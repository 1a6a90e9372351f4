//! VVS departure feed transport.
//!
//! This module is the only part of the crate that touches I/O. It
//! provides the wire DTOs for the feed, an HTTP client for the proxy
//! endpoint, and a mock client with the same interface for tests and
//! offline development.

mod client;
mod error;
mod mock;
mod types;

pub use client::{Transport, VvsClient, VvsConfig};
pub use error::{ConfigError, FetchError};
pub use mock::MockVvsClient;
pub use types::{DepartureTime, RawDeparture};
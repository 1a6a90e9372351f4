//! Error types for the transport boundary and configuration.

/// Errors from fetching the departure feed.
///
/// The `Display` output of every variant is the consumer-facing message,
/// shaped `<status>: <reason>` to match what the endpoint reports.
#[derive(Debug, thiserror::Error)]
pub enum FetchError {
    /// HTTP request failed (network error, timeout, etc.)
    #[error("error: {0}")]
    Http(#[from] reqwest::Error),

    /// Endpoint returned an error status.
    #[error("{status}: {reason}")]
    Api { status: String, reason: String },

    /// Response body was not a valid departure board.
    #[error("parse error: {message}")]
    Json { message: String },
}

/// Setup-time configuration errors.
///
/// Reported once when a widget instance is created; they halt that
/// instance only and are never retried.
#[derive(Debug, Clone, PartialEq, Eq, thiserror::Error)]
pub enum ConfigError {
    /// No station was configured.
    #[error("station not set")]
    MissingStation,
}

==

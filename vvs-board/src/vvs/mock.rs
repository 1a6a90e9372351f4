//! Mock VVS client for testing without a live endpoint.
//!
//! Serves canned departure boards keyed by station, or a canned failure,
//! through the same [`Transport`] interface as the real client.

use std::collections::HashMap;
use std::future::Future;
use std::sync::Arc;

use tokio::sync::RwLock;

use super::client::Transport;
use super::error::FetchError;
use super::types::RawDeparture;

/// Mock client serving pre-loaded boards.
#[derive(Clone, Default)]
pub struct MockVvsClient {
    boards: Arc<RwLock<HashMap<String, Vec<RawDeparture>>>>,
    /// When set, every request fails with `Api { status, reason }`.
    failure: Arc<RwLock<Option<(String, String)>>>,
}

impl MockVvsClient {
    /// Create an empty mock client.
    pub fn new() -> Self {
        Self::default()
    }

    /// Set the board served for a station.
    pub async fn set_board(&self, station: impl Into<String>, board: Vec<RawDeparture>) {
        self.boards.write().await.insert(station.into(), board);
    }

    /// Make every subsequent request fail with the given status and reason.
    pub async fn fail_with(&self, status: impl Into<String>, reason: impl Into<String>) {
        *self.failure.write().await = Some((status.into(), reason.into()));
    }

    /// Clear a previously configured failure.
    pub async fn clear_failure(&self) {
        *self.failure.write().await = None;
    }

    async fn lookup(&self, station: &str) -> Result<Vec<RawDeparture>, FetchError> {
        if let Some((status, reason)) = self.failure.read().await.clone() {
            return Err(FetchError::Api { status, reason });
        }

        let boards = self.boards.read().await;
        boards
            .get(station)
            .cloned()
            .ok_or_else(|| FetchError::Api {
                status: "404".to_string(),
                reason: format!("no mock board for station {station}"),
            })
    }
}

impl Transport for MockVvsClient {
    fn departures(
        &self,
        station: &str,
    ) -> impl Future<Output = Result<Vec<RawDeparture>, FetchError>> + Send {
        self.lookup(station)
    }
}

§ **Problem details**:
Using the material, find how many lines hold the word "lookup". Give the number by itself.

§ **Task result**:
2